Lights flashed on to identify the LZ, and the Huey veered toward the chopper pad. The rotors whipped up muck as the pilot settled in. He shut down the engine to wait for us, and the pad went dark. Y-Kre and I dropped to the rain-soaked ground and were met by the team medic. He wore a tiger suit. No rank. No insignia. No name tag. Typical of many Special Forces troopers, in an effort to bond with the Montagnards, he had added native gear to his uniform. A strip of Montagnard loincloth was looped at his neck; a bone amulet hung at his chest.

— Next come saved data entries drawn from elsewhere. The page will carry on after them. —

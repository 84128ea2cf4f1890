// Copyright (C) 2026 Michael Wilson <mike@mdwn.dev>
//
// This program is free software: you can redistribute it and/or modify it under
// the terms of the GNU General Public License as published by the Free Software
// Foundation, version 3.
//
// This program is distributed in the hope that it will be useful, but WITHOUT
// ANY WARRANTY; without even the implied warranty of MERCHANTABILITY or FITNESS
// FOR A PARTICULAR PURPOSE. See the GNU General Public License for more details.
//
// You should have received a copy of the GNU General Public License along with
// this program. If not, see <https://www.gnu.org/licenses/>.
//
use std::path::{Path, PathBuf};

use crate::error::Error;
use crate::{dmusic, mci};

/// A back end that can play a MIDI file. Opening is construction: each back
/// end exposes its own way of being built, after which playback and shutdown
/// look the same to the caller.
pub trait Player {
    /// Schedules playback of the given MIDI file. Returns once the file has
    /// been handed to the underlying provider; playback proceeds on the
    /// provider's own timing thread.
    fn play(&mut self, path: &Path) -> Result<(), Error>;

    /// Stops playback and releases everything the back end acquired. Safe to
    /// call more than once.
    fn close(&mut self) -> Result<(), Error>;
}

/// A playback back end selection, as taken from the command line.
pub enum Backend {
    /// The COM music and sound stack rendering through the built-in software
    /// synthesizer.
    DirectMusic {
        audio_index: i32,
        port_index: i32,
        bank: Option<PathBuf>,
    },
    /// The multimedia sequencer driven over command strings.
    Mci { port: u32 },
}

/// Opens a player for the given back end.
pub fn open(backend: Backend) -> Result<Box<dyn Player>, Error> {
    match backend {
        Backend::DirectMusic {
            audio_index,
            port_index,
            bank,
        } => {
            let stack = dmusic::get_stack()?;
            let session = dmusic::Session::initialise(
                stack,
                &dmusic::Options {
                    audio_index,
                    port_index,
                    bank,
                },
            )?;
            Ok(Box::new(session))
        }
        Backend::Mci { port } => {
            let transport = mci::get_transport()?;
            Ok(Box::new(mci::Player::open(transport, port)))
        }
    }
}
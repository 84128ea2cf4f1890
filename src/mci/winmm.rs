// Copyright (C) 2026 Michael Wilson <mike@mdwn.dev>
//
// This program is free software: you can redistribute it and/or modify it under
// the terms of the GNU General Public License as published by the Free Software
// Foundation, version 3.
//
// This program is distributed in the hope that it will be useful, but WITHOUT
// ANY WARRANTY; without even the implied warranty of MERCHANTABILITY or FITNESS
// FOR A PARTICULAR PURPOSE. See the GNU General Public License for more details.
//
// You should have received a copy of the GNU General Public License along with
// this program. If not, see <https://www.gnu.org/licenses/>.
//
use windows::core::PCWSTR;
use windows::Win32::Foundation::HWND;
use windows::Win32::Media::Audio::{midiOutGetDevCapsW, midiOutGetNumDevs, MIDIOUTCAPSW};
use windows::Win32::Media::Multimedia::{mciGetErrorStringW, mciSendStringW};
use windows::Win32::System::Console::GetConsoleWindow;

use crate::error::{Error, ResultCode};

use super::OutputDevice;

/// The command string transport over the multimedia sequencer interface.
pub struct Transport {
    window: HWND,
}

impl Transport {
    /// Gets a transport bound to the console window, which receives the
    /// sequencer's completion notifications.
    pub fn new() -> Result<Transport, Error> {
        let window = unsafe { GetConsoleWindow() };
        if window.0 == 0 {
            return Err(Error::NoHostWindow);
        }

        Ok(Transport { window })
    }
}

impl super::Transport for Transport {
    fn send(&mut self, command: &str) -> Result<(), Error> {
        let command_w: Vec<u16> = command.encode_utf16().chain(std::iter::once(0)).collect();
        // Only the play command asks for completion notifications.
        let callback = if command.starts_with("play ") {
            self.window
        } else {
            HWND(0)
        };

        let code = unsafe { mciSendStringW(PCWSTR(command_w.as_ptr()), None, callback) };
        if code != 0 {
            return Err(Error::Command {
                command: command.to_string(),
                code: ResultCode::with_message(code as i32, error_text(code)),
            });
        }

        Ok(())
    }
}

/// Decodes a sequencer error code into its system message.
fn error_text(code: u32) -> String {
    let mut buffer = [0u16; 256];
    if !unsafe { mciGetErrorStringW(code, &mut buffer) }.as_bool() {
        return String::new();
    }

    let len = buffer.iter().position(|c| *c == 0).unwrap_or(buffer.len());
    String::from_utf16_lossy(&buffer[..len])
}

/// Lists the MIDI output devices known to the multimedia stack.
pub fn list() -> Result<Vec<OutputDevice>, Error> {
    let count = unsafe { midiOutGetNumDevs() };
    let mut devices = Vec::with_capacity(count as usize);

    for index in 0..count {
        let mut caps = MIDIOUTCAPSW::default();
        let code = unsafe {
            midiOutGetDevCapsW(
                index as usize,
                &mut caps,
                std::mem::size_of::<MIDIOUTCAPSW>() as u32,
            )
        };
        if code != 0 {
            return Err(Error::Provider {
                function: "midiOutGetDevCapsW",
                code: ResultCode::new(code as i32),
            });
        }

        let len = caps
            .szPname
            .iter()
            .position(|c| *c == 0)
            .unwrap_or(caps.szPname.len());
        devices.push(OutputDevice {
            name: String::from_utf16_lossy(&caps.szPname[..len]),
            manufacturer_id: caps.wMid,
            product_id: caps.wPid,
            driver_version: caps.vDriverVersion,
            technology: caps.wTechnology,
            voices: caps.wVoices,
            channel_mask: caps.wChannelMask,
            support: caps.dwSupport,
        });
    }

    Ok(devices)
}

Brass bracelets dangled from his wrists. The troopers respected tribal customs, ate tribal food, studied local dialects, and participated in various Montagnard rituals. Their unique mission and isolation challenged them to live on the edge, and they developed a lifestyle that went with it.

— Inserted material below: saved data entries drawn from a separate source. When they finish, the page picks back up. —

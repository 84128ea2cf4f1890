// Copyright (C) 2026 Michael Wilson <mike@mdwn.dev>
//
// This program is free software: you can redistribute it and/or modify it under
// the terms of the GNU General Public License as published by the Free Software
// Foundation, version 3.
//
// This program is distributed in the hope that it will be useful, but WITHOUT
// ANY WARRANTY; without even the implied warranty of MERCHANTABILITY or FITNESS
// FOR A PARTICULAR PURPOSE. See the GNU General Public License for more details.
//
// You should have received a copy of the GNU General Public License along with
// this program. If not, see <https://www.gnu.org/licenses/>.
//

/// Prints the application banner and, on Windows, the file versions of the
/// system libraries the back ends drive.
pub fn print() {
    println!("{} {}", env!("CARGO_PKG_NAME"), env!("CARGO_PKG_VERSION"));
    #[cfg(windows)]
    print_library_versions();
    println!();
}

#[cfg(windows)]
fn print_library_versions() {
    for (label, dll) in [
        ("DirectSound API", "dsound.dll"),
        ("WinMM", "winmm.dll"),
        ("Windows", "ntdll.dll"),
    ] {
        match library_version(dll) {
            Ok(version) => println!("{}: {} version: {}", label, dll, version),
            // A missing version resource is not worth failing over.
            Err(err) => tracing::warn!(dll, err = %err, "Unable to read library version."),
        }
    }
}

/// Reads the file version of a library in the system directory through the
/// version-info resource API.
#[cfg(windows)]
fn library_version(dll: &str) -> Result<String, crate::error::Error> {
    use std::ffi::c_void;

    use windows::core::{w, PCWSTR};
    use windows::Win32::Storage::FileSystem::{
        GetFileVersionInfoSizeW, GetFileVersionInfoW, VerQueryValueW, VS_FIXEDFILEINFO,
    };
    use windows::Win32::System::SystemInformation::GetSystemDirectoryW;

    use crate::error::{Error, ResultCode};

    fn last_err(function: &'static str) -> Error {
        let err = windows::core::Error::from_win32();
        Error::Provider {
            function,
            code: ResultCode::with_message(err.code().0, err.message().to_string()),
        }
    }

    let mut system = [0u16; 260];
    let len = unsafe { GetSystemDirectoryW(Some(&mut system)) };
    if len == 0 {
        return Err(last_err("GetSystemDirectoryW"));
    }

    let path_w: Vec<u16> = system[..len as usize]
        .iter()
        .copied()
        .chain("\\".encode_utf16())
        .chain(dll.encode_utf16())
        .chain(std::iter::once(0))
        .collect();
    let path = PCWSTR(path_w.as_ptr());

    let size = unsafe { GetFileVersionInfoSizeW(path, None) };
    if size == 0 {
        return Err(last_err("GetFileVersionInfoSizeW"));
    }

    let mut info = vec![0u8; size as usize];
    unsafe { GetFileVersionInfoW(path, 0, size, info.as_mut_ptr() as *mut c_void) }.map_err(
        |err| Error::Provider {
            function: "GetFileVersionInfoW",
            code: ResultCode::with_message(err.code().0, err.message().to_string()),
        },
    )?;

    let mut fixed: *mut VS_FIXEDFILEINFO = std::ptr::null_mut();
    let mut fixed_len = 0u32;
    let found = unsafe {
        VerQueryValueW(
            info.as_ptr() as *const c_void,
            w!("\\"),
            &mut fixed as *mut *mut VS_FIXEDFILEINFO as *mut *mut c_void,
            &mut fixed_len,
        )
    };
    if !found.as_bool() || fixed.is_null() {
        return Err(last_err("VerQueryValueW"));
    }

    let fixed = unsafe { *fixed };
    Ok(format!(
        "{}.{}.{}.{}",
        fixed.dwFileVersionMS >> 16,
        fixed.dwFileVersionMS & 0xFFFF,
        fixed.dwFileVersionLS >> 16,
        fixed.dwFileVersionLS & 0xFFFF
    ))
}
// Copyright (C) 2026 Michael Wilson <mike@mdwn.dev>
//
// This program is free software: you can redistribute it and/or modify it under
// the terms of the GNU General Public License as published by the Free Software
// Foundation, version 3.
//
// This program is distributed in the hope that it will be useful, but WITHOUT
// ANY WARRANTY; without even the implied warranty of MERCHANTABILITY or FITNESS
// FOR A PARTICULAR PURPOSE. See the GNU General Public License for more details.
//
// You should have received a copy of the GNU General Public License along with
// this program. If not, see <https://www.gnu.org/licenses/>.
//
mod banner;
mod dmusic;
mod error;
mod mci;
mod player;

use std::io;
use std::path::{Path, PathBuf};
use std::process::ExitCode;

use clap::{crate_version, CommandFactory, Parser, Subcommand};

use player::Backend;

const AFTER_HELP: &str = r#"Notes for DS mode:
  Set the audio device index to a negative value to use the default device.
  Set the MIDI output port index to a negative value to play over the
  default audio path. To disable loading a DLS collection, use '-' as the
  DLS file. This mode only renders through the synthesizer built into the
  operating system; ports that route to external MIDI modules are refused.

Notes for MM mode:
  Do not use this mode for the built-in software synthesizer. It is meant
  for synthesizers on your sound card and for external hardware modules.

Examples:
  midiplay DS -1 -1 gm.dls music.mid
  midiplay DS -1 -1 - music.mid
  midiplay MM 1 music.mid"#;

#[derive(Parser)]
#[clap(
    author = "Michael Wilson",
    version = crate_version!(),
    about = "A command-line MIDI file player for Windows.",
    after_help = AFTER_HELP
)]
struct Cli {
    #[clap(subcommand)]
    command: Option<Commands>,
}

#[derive(Subcommand)]
enum Commands {
    /// Plays through the DirectSound and DirectMusic stack.
    #[clap(name = "DS")]
    Ds {
        /// The audio output device index. Negative selects the default device.
        #[clap(allow_negative_numbers = true)]
        audio_index: i32,
        /// The MIDI output port index. Negative plays over the default audio path.
        #[clap(allow_negative_numbers = true)]
        port_index: i32,
        /// The DLS collection to load, or "-" to load none.
        dls_file: String,
        /// The MIDI file to play.
        midi_file: PathBuf,
    },
    /// Plays through the multimedia sequencer.
    #[clap(name = "MM")]
    Mm {
        /// The MIDI output device index.
        port: u32,
        /// The MIDI file to play.
        midi_file: PathBuf,
    },
}

fn main() -> ExitCode {
    tracing_subscriber::fmt::init();

    // Bad arguments are exit code 1 here, while clap defaults to 2.
    let cli = match Cli::try_parse() {
        Ok(cli) => cli,
        Err(err) => {
            let code = if err.use_stderr() { 1 } else { 0 };
            let _ = err.print();
            return ExitCode::from(code);
        }
    };

    banner::print();

    let code = match cli.command {
        None => list_devices(),
        Some(Commands::Ds {
            audio_index,
            port_index,
            dls_file,
            midi_file,
        }) => play_directmusic(audio_index, port_index, &dls_file, &midi_file),
        Some(Commands::Mm { port, midi_file }) => play_sequencer(port, &midi_file),
    };

    ExitCode::from(code)
}

/// Maps the DLS argument to a collection path. The "-" sentinel disables
/// loading; anything else, including the empty string, is a real path.
fn bank_path(dls_file: &str) -> Option<PathBuf> {
    if dls_file == "-" {
        return None;
    }

    Some(PathBuf::from(dls_file))
}

fn play_directmusic(audio_index: i32, port_index: i32, dls_file: &str, midi_file: &Path) -> u8 {
    let mut player = match player::open(Backend::DirectMusic {
        audio_index,
        port_index,
        bank: bank_path(dls_file),
    }) {
        Ok(player) => player,
        Err(err) => {
            eprintln!("Failed to initialise playback: {}", err);
            return 1;
        }
    };

    play_and_wait(player.as_mut(), midi_file, 2)
}

fn play_sequencer(port: u32, midi_file: &Path) -> u8 {
    match mci::list_devices() {
        Ok(devices) => print_midi_out(&devices),
        Err(err) => {
            eprintln!("Failed to list MIDI out devices: {}", err);
            return 1;
        }
    }

    let mut player = match player::open(Backend::Mci { port }) {
        Ok(player) => player,
        Err(err) => {
            eprintln!("Failed to open the sequencer: {}", err);
            return 1;
        }
    };

    play_and_wait(player.as_mut(), midi_file, 1)
}

/// Starts playback, blocks until the user presses Enter, then tears the
/// player down.
fn play_and_wait(player: &mut dyn player::Player, midi_file: &Path, failure_code: u8) -> u8 {
    println!("Playing MIDI file: {}", midi_file.display());
    println!("Press Enter to stop ...");

    if let Err(err) = player.play(midi_file) {
        eprintln!("Failed to play MIDI file: {}", err);
        let _ = player.close();
        return failure_code;
    }

    let mut line = String::new();
    let _ = io::stdin().read_line(&mut line);

    if let Err(err) = player.close() {
        eprintln!("Failed to close the player: {}", err);
        return failure_code;
    }

    0
}

fn print_midi_out(devices: &[mci::OutputDevice]) {
    println!("Available MIDI Out Devices:");
    for (index, device) in devices.iter().enumerate() {
        println!("[{}] {}", index, device);
    }
    println!();
}

/// The zero argument path: usage, then every device the host reports.
fn list_devices() -> u8 {
    let _ = Cli::command().print_help();
    println!();

    match mci::list_devices() {
        Ok(devices) => print_midi_out(&devices),
        Err(err) => eprintln!("Failed to list MIDI out devices: {}", err),
    }

    let stack = match dmusic::get_stack() {
        Ok(stack) => stack,
        Err(err) => {
            eprintln!("Failed to list devices: {}", err);
            return 1;
        }
    };
    match dmusic::list(stack) {
        Ok(inventory) => {
            println!("Available Audio Devices:");
            for (index, device) in inventory.audio_devices().iter().enumerate() {
                println!("[{}] {}", index, device);
            }
            println!();

            println!("Available MIDI Ports:");
            for port in inventory.ports() {
                println!("{}", port);
            }
            println!();

            0
        }
        Err(err) => {
            eprintln!("Failed to list devices: {}", err);
            1
        }
    }
}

Bill Patch, the light colonel who commanded the Special Forces detachments in II Corps, tolerated the slack comportment. He referred to his men as “the best of the best.” He understood them—individualistic, unconventional, and iconoclastic—and what happened to them in the bush. Patch also understood that regular line officers at Military Assistance Command-Vietnam (for the most part) neither understood nor supported the Special Forces mission. Beyond their congenital distaste for elite troops, the Special Forces way of life was guaranteed to annoy the most sympathetic. “Sometimes,” Patch admitted, “the guys go a little native. But they do a helluva job. It’s hard, dirty, and bloody. They work their asses off. The bastards are only one, determined assault from being overrun.”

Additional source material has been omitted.